Data is not binary

Why open data requires credibility and transparency.

Guest blogger Gavin Starks is founder and CEO of AMEE, a neutral aggregation platform designed to measure and track all the energy data in the world..

The World Bank has stated that “data in document format is effectively useless“.

However, “open data” is only the beginning of a journey. Simply applying the rules of open source as applied to software may help us take the first steps, but there are new categories of challenges to face.

Data needs to be computable (ie. acted upon in context)

“Data” is a much broader term than “code.” The term embodies a range of dimensions: there are more than just the numbers at play, especially with scientific data.

  • How was the data collected?
  • How should the data be used?
  • Are the models for processing the data valid?
  • What assumptions exist, in words and equations?
  • What is the significance of the assumptions?

In an age when peer review is an anachronism, we are searching for new solutions for “scientific content management”. When Pascal’s Wager is evoked, it is equally important to remember Godel’s incompleteness theorems (in complex enough systems, logic can be used to prove anything, including untrue statements).

Only eight percent of members of the Scientific Research Society agreed that “peer review works well as it is” (Chubin and Hackett, 1990; p.192).
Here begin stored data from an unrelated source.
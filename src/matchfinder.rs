//! Hash-chain match finder over a sliding window.
//!
//! A 3-byte rolling hash (`3483*b0 + 23081*b1 + 6954*b2`) buckets positions
//! into `head`, a same-bucket singly-linked list threads through `prev`, and
//! both tables hold positions *relative to a moving base* rather than
//! absolute indices, rebased by one window's worth every time the base
//! advances a full window.
//!
//! Chain traversal recovers each entry's physical storage slot as
//! `(base + relpos) mod window_size` before indexing `prev` again, since the
//! physical slot is fixed at insertion time while the stored relative value
//! drifts as the base moves forward. The search never walks further back
//! than one window.

use crate::options::Options;

/// Sentinel meaning "no entry". Far enough below any value a rebase will
/// ever produce that the `> limit` search guard always rejects it.
const EMPTY: i64 = i64::MIN / 2;

/// A candidate match: `distance` bytes back, `length` bytes long.
#[derive(Debug, Clone, Copy, PartialEq, Eq)]
pub struct Match {
    pub length: usize,
    pub distance: usize,
}

pub struct MatchFinder {
    window_size: usize,
    mask: usize,
    search_depth: usize,
    min_match: usize,
    max_match: usize,
    /// hashtable buckets, holding a position relative to `base`
    head: Vec<i64>,
    /// same-bucket chain, holding a position relative to `base`
    prev: Vec<i64>,
    /// absolute input position that relative position 0 refers to
    base: u64,
}

impl MatchFinder {
    pub fn new(options: &Options) -> Self {
        let window_size = options.window_size;
        assert!(window_size.is_power_of_two(), "window_size must be a power of two");
        assert!(
            window_size <= 32768,
            "window_size must not exceed the spec-mandated 32 KiB maximum (match distances are carried in a u16)"
        );
        Self {
            window_size,
            mask: window_size - 1,
            search_depth: options.search_depth,
            min_match: options.min_match,
            max_match: options.max_match,
            head: vec![EMPTY; window_size],
            prev: vec![EMPTY; window_size],
            base: 0,
        }
    }

    fn hash3(data: &[u8], pos: usize) -> usize {
        let b0 = data[pos] as u32;
        let b1 = *data.get(pos + 1).unwrap_or(&0) as u32;
        let b2 = *data.get(pos + 2).unwrap_or(&0) as u32;
        (3483u32.wrapping_mul(b0).wrapping_add(23081u32.wrapping_mul(b1)).wrapping_add(6954u32.wrapping_mul(b2))) as usize
    }

    /// Recover the physical slot an entry was stored at from its current
    /// (possibly rebased-negative) relative position.
    fn physical_slot(&self, relpos: i64) -> usize {
        let abs = self.base as i64 + relpos;
        abs.rem_euclid(self.window_size as i64) as usize
    }

    /// Search the hash chain for the longest match at `data[pos..]`.
    /// Returns `None` if nothing at least `min_match` bytes long was found.
    pub fn find_longest_match(&self, data: &[u8], pos: usize) -> Option<Match> {
        if pos + self.min_match > data.len() {
            return None;
        }
        let max_len = self.max_match.min(data.len() - pos);
        let relpos = pos as i64 - self.base as i64;
        debug_assert!(relpos >= 0 && (relpos as usize) < self.window_size);
        let limit = relpos - self.window_size as i64;

        let slot = Self::hash3(data, pos) & self.mask;

        let mut best_len = 0usize;
        let mut best_dist = 0usize;
        let mut match_relpos = self.head[slot];
        let mut depth = self.search_depth;

        while match_relpos > limit && depth > 0 {
            depth -= 1;
            let match_pos = (self.base as i64 + match_relpos) as usize;

            let mut len = 0usize;
            while len < max_len && data[match_pos + len] == data[pos + len] {
                len += 1;
            }

            if len > best_len {
                best_len = len;
                best_dist = (relpos - match_relpos) as usize;
                if len >= max_len {
                    break;
                }
            }

            match_relpos = self.prev[self.physical_slot(match_relpos)];
        }

        if best_len >= self.min_match {
            Some(Match { length: best_len, distance: best_dist })
        } else {
            None
        }
    }

    /// Record the byte at `pos` in the hash chain.
    pub fn insert(&mut self, data: &[u8], pos: usize) {
        if pos >= data.len() {
            return;
        }
        let relpos = pos as i64 - self.base as i64;
        debug_assert!(relpos >= 0 && (relpos as usize) < self.window_size);

        let slot = Self::hash3(data, pos) & self.mask;
        let phys = relpos as usize;
        self.prev[phys] = self.head[slot];
        self.head[slot] = relpos;

        if phys + 1 == self.window_size {
            self.rebase();
        }
    }

    /// Record every position in `data[pos..pos + count]`, in order. Used
    /// after emitting a match so the skipped-over bytes are still
    /// discoverable by later searches.
    pub fn insert_range(&mut self, data: &[u8], pos: usize, count: usize) {
        for i in 0..count {
            self.insert(data, pos + i);
        }
    }

    fn rebase(&mut self) {
        log::trace!("rebasing match finder at base {}", self.base);
        let shift = self.window_size as i64;
        for v in self.head.iter_mut().chain(self.prev.iter_mut()) {
            if *v <= shift {
                *v -= shift;
            }
        }
        self.base += self.window_size as u64;
    }
}

#[cfg(test)]
mod tests {
    use super::*;
    use crate::options::STD_OPTIONS;

    #[test]
    fn finds_nothing_in_fresh_window() {
        let mf = MatchFinder::new(&STD_OPTIONS);
        let data = b"abc";
        assert_eq!(mf.find_longest_match(data, 0), None);
    }

    #[test]
    fn finds_repeated_pattern() {
        let mut mf = MatchFinder::new(&STD_OPTIONS);
        let data = b"abcabcabc";
        for i in 0..3 {
            mf.insert(data, i);
        }
        let m = mf.find_longest_match(data, 3).unwrap();
        assert_eq!(m.distance, 3);
        assert!(m.length >= 3);
    }

    #[test]
    fn prefers_longer_match_over_nearer_shorter_one() {
        let mut mf = MatchFinder::new(&STD_OPTIONS);
        let data = b"xyzabcdezzzabcde";
        for i in 0..11 {
            mf.insert(data, i);
        }
        // "abcde" at position 3 is a 5-byte match; "zzz" right before
        // position 11 only offers a much shorter match.
        let m = mf.find_longest_match(data, 11).unwrap();
        assert_eq!(m.length, 5);
        assert_eq!(m.distance, 8);
    }

    #[test]
    fn respects_max_match_length() {
        let mut options = STD_OPTIONS;
        options.max_match = 6;
        let mut mf = MatchFinder::new(&options);
        let data = vec![b'a'; 50];
        for i in 0..20 {
            mf.insert(&data, i);
        }
        let m = mf.find_longest_match(&data, 20).unwrap();
        assert_eq!(m.length, 6);
    }

    #[test]
    fn survives_multiple_window_rebases() {
        // A tiny window forces frequent rebasing; matches must remain
        // correct (and distances must never exceed the window) across
        // several full wraps.
        let mut options = STD_OPTIONS;
        options.window_size = 16;
        options.search_depth = 16;
        let mut mf = MatchFinder::new(&options);

        let mut data = Vec::new();
        for i in 0..300u32 {
            data.push((i % 251) as u8);
        }
        // Plant a recognizable repeat a handful of window-lengths in.
        for &b in b"needle" {
            data.push(b);
        }
        let insert_up_to = data.len() - 6;
        for i in 0..insert_up_to {
            mf.insert(&data, i);
        }
        for &b in b"needle" {
            data.push(b);
        }

        let search_pos = data.len() - 6;
        if let Some(m) = mf.find_longest_match(&data, search_pos) {
            assert!(m.distance <= options.window_size);
            assert!(m.distance > 0);
        }
    }

    #[test]
    fn insert_range_records_every_position() {
        let mut mf = MatchFinder::new(&STD_OPTIONS);
        let data = b"aaaaaaaa";
        mf.insert_range(data, 0, 5);
        let m = mf.find_longest_match(data, 5).unwrap();
        assert!(m.distance >= 1 && m.distance <= 5);
    }

    #[test]
    #[should_panic(expected = "32 KiB")]
    fn window_larger_than_32_kib_is_rejected() {
        // A window this size is still a valid power of two, so only the
        // explicit bound (not is_power_of_two) can catch it. Left
        // unchecked, distances up to it would silently truncate when cast
        // to the u16 a Token::Match carries.
        let mut options = STD_OPTIONS;
        options.window_size = 1 << 20;
        MatchFinder::new(&options);
    }
}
Peer review has also been claimed to be “a non-validated charade whose processes generate results little better than does chance.” But in the same context: “Peer review is central to the organization of modern science … why not apply scientific [and engineering] methods to the peer review process” (Horrobin, 2001)”. The absence of URLs on those two pieces of research are indicative of one of the problems we are trying to solve.

Peer review remains today in its current form because of history, but in a niche because technology has opened up usage to a mass audience.

We must build tools that enable credible engagement

To illustrate our story: we are engaged with the very pressing and complex issue of climate change. At AMEE we codify international, government, and proprietary data, models and methodologies that represent, at the most fundamental level, the algorithms that enable the energy, carbon and environmental cost of consumption and activities to be calculated. AMEE doesn’t just store and re-broadcast data, it performs the calculations based on inputs to the models.

One of our challenges is getting at the raw data in a useful, repeatable, and traceable form. As a result of this, one of the core services we offer to data and standards managers are tools that enable this.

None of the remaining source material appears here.